Commentary

Right to Try: Mission accomplished?


 

On May 30, 2018, President Trump signed into law the Trickett Wendler, Frank Mongiello, Jordan McLinn, and Matthew Bellina Right to Try Act of 2017, guaranteeing patients with terminal illnesses the right to seek access to investigational drugs which have passed at least phase 1 testing. As he signed the bipartisan-backed bill into law, the president said he believes it will ultimately save “hundreds of thousands” of lives, scoring an apparent win-win-win for the president, for Congress, and for patients. A critical appraisal of the law – and of the supposition that patients will reap great benefit from it – requires that we ask two questions: Does the law degrade measures originally put in place to protect patients, and does it actually improve access to potentially life-saving drugs?

As a hematologist with about 2 decades of experience conducting clinical research involving patients with incurable cancer, I want as many patients as possible to have access to promising new therapies.
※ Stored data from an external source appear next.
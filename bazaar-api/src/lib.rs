//! The marketplace GraphQL API client.
//!
//! All offer bookkeeping lives server-side; this crate submits the
//! mutations (`createOfferForItems`, `refreshMetadata`, `cancelOffer`)
//! and deserializes the returned records. The HTTP layer sits behind the
//! [`transport::GraphQlTransport`] trait so tests can substitute a
//! recording mock for the live bearer-token transport.
//!
//! GraphQL-level errors surface as [`ApiError::GraphQl`]; there is no
//! retry or recovery at this layer.

pub mod client;
pub mod error;
/// GraphQL mutation documents, kept verbatim as sent over the wire.
pub mod graphql;
pub mod settings;
pub mod transport;
/// Typed mutation inputs.
pub mod types;

pub use client::ApiClient;
pub use error::ApiError;
pub use settings::{load_settings, Settings};
pub use transport::{GraphQlTransport, HttpTransport};
pub use types::{CreateOfferInput, OfferPriceInput, RefreshMetadataInput};
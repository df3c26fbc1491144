//! The caller-supplied wallet capability.

use crate::error::SolanaError;
use solana_sdk::{
    hash::Hash,
    pubkey::Pubkey,
    signature::{Keypair, Signature},
    signer::Signer,
    transaction::Transaction,
};

/// A trait abstracting the wallet the SDK acts as.
///
/// The SDK holds a shared reference only; key custody stays with the
/// caller (an in-process keypair, a remote signer bridge, a test wallet).
pub trait SolanaWallet: Send + Sync {
    fn pubkey(&self) -> Pubkey;

    /// Signs an arbitrary message (off-chain sale parameters).
    fn sign_message(&self, message: &[u8]) -> Result<Signature, SolanaError>;

    /// Signs the transaction as the fee payer for the given blockhash.
    fn sign_transaction(
        &self,
        transaction: &mut Transaction,
        blockhash: Hash,
    ) -> Result<(), SolanaError>;
}

impl SolanaWallet for Keypair {
    fn pubkey(&self) -> Pubkey {
        Signer::pubkey(self)
    }

    fn sign_message(&self, message: &[u8]) -> Result<Signature, SolanaError> {
        self.try_sign_message(message)
            .map_err(|e| SolanaError::Signer(e.to_string()))
    }

    fn sign_transaction(
        &self,
        transaction: &mut Transaction,
        blockhash: Hash,
    ) -> Result<(), SolanaError> {
        transaction
            .try_partial_sign(&[self], blockhash)
            .map_err(|e| SolanaError::Signer(e.to_string()))
    }
}
pub const CREATE_OFFER: &str = r#"
mutation createOfferForItems($input: CreateOfferInput!) {
  createOfferForItems(input: $input) {
    id
    type
    blockchainId
    price {
      currency
      amount
    }
    supply
    startTime
    endTime
    signature
  }
}
"#;

pub const REFRESH_METADATA: &str = r#"
mutation refreshMetadata($input: RefreshMetadataInput!) {
  refreshMetadata(input: $input)
}
"#;

pub const CANCEL_OFFER: &str = r#"
mutation cancelOffer($id: ID!) {
  cancelOffer(id: $id)
}
"#;
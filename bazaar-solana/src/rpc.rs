//! The RPC seam between the SDK and the cluster.

use async_trait::async_trait;
use solana_client::{client_error::ClientError, nonblocking::rpc_client::RpcClient};
use solana_sdk::{
    commitment_config::CommitmentConfig, hash::Hash, pubkey::Pubkey, signature::Signature,
    transaction::Transaction,
};

/// A trait abstracting over the asynchronous RPC client functionality.
///
/// This keeps the handlers generic over the RPC client, so tests can drive
/// the flows with a recording mock instead of a live cluster.
#[async_trait]
pub trait AsyncRpcClient: Send + Sync {
    /// Fetches the latest blockhash from the RPC endpoint.
    async fn get_latest_blockhash(&self) -> Result<Hash, ClientError>;

    /// Sends and confirms a transaction, waiting for it to be finalized.
    async fn send_and_confirm_transaction(
        &self,
        transaction: &Transaction,
    ) -> Result<Signature, ClientError>;

    /// Minimum lamports for rent exemption of an account of `size` bytes.
    async fn get_minimum_balance_for_rent_exemption(
        &self,
        size: usize,
    ) -> Result<u64, ClientError>;

    /// Whether an account exists at the address.
    async fn account_exists(&self, pubkey: &Pubkey) -> Result<bool, ClientError>;
}

#[async_trait]
impl AsyncRpcClient for RpcClient {
    async fn get_latest_blockhash(&self) -> Result<Hash, ClientError> {
        self.get_latest_blockhash().await
    }

    async fn send_and_confirm_transaction(
        &self,
        transaction: &Transaction,
    ) -> Result<Signature, ClientError> {
        self.send_and_confirm_transaction(transaction).await
    }

    async fn get_minimum_balance_for_rent_exemption(
        &self,
        size: usize,
    ) -> Result<u64, ClientError> {
        self.get_minimum_balance_for_rent_exemption(size).await
    }

    async fn account_exists(&self, pubkey: &Pubkey) -> Result<bool, ClientError> {
        let response = self
            .get_account_with_commitment(pubkey, CommitmentConfig::confirmed())
            .await?;
        Ok(response.value.is_some())
    }
}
Clinical trials, as the sole means of determining a candidate drug’s safety and efficacy, are conducted in a systematic fashion, with phase 1 trials focusing predominantly on safety. As any experienced researcher is aware, however, a phase 1 trial only provides a basic sense of a drug’s safety. It would be unimaginable (and unethical) to conduct subsequent phase 2 and 3 trials without including rigorous ongoing monitoring for adverse effects.

Dr. Jeffrey A. Zonder

Dr. Jeffrey A. Zonder

Some critics of the Right to Try law feel that it potentially weakens landmark legislation originally put into place to protect the public from fraudulent and/or dangerous drugs, by permitting access before efficacy and safety is really established. When considering trends in phase 1 trials in oncology, at least, this concern might be tempered. In an analysis of all phase 1 trials originally submitted for presentation at the annual meetings of the American Society of Clinical Oncology between 1991 and 2002 (involving more than 6,000 individual patients being treated with drugs that had not been approved by the Food and Drug Administration at the time of abstract presentation), the treatment-related death rate was only 0.54%.1

A later study evaluating all nonpediatric phase 1 trials sponsored by the National Cancer Institute’s Cancer Therapy Evaluation Program between 2001 and 2012, which included more than 8,300 patients, found the therapy-related death rate to be similarly low – approximately 1%.2

It is distinctly possible that the same drugs used in the analyzed trials would have been more toxic to patients who, for one reason or another, would not have met enrollment criteria. It is impossible to precisely quantify the degree to which risk may be increased under the Right to Try law, but even if it were tripled or quadrupled, compared with these historical expectations, the absolute risk of treatment-related death remains low. It should be noted that the incidence of nonfatal grade 3-4 adverse events in the same analyses was 10%-20% so a similar proportional increase in these events would impact a larger number of patients. Overall, it is difficult to know the degree to which Right to Try impacts the safety of fragile patients with terminal illnesses.

The answer to the second question – Is access to life-saving drugs improved? – is much easier to answer: No.

One reason is that these patients already have the right to seek access to investigational drugs through the FDA’s Expanded Access Program. An overview of the Expanded Access Program reported that approximately 11,000 patients over a period of 10 years submitted requests for access to investigational drugs and that 99% of the requests were granted.3

Proponents of the Right to Try law argue that the new law somehow simplifies the request process, but it is difficult to understand exactly how. Further, in a position paper on the topic of Right to Try policy, Lisa Kearns and Alison Bateman-House, PhD, of New York University, wrote, “In the more than 2½ years since the first [individual state right to try] law was signed, there have been no documented cases of anyone receiving access, because of a right to try law, to an experimental product that would not have been available via the FDA’s Expanded Access Program.”4

Finally, and most importantly, neither the existing Expanded Access Program nor the newly enacted Right to Try law require that pharmaceutical companies actually provide the requested drugs. Industry leaders, in testimony before Congress, have cited patient safety, costs, drug supply, and negative impact on existing clinical trial accrual as reasons pharmaceutical companies commonly deny requests for access to investigational products.

The bottom line is that the Right to Try law really lacks teeth. Despite the favorable optics for the president and Congress, it is virtually certain that Right to Try will never save hundreds of thousands of lives, and the suggestion that it will is either disingenuous or uninformed. Hopefully, though, Congress’s passage of Right to Try is indicative of a more general interest in bipartisan cooperation to improve access to affordable, high-quality health care.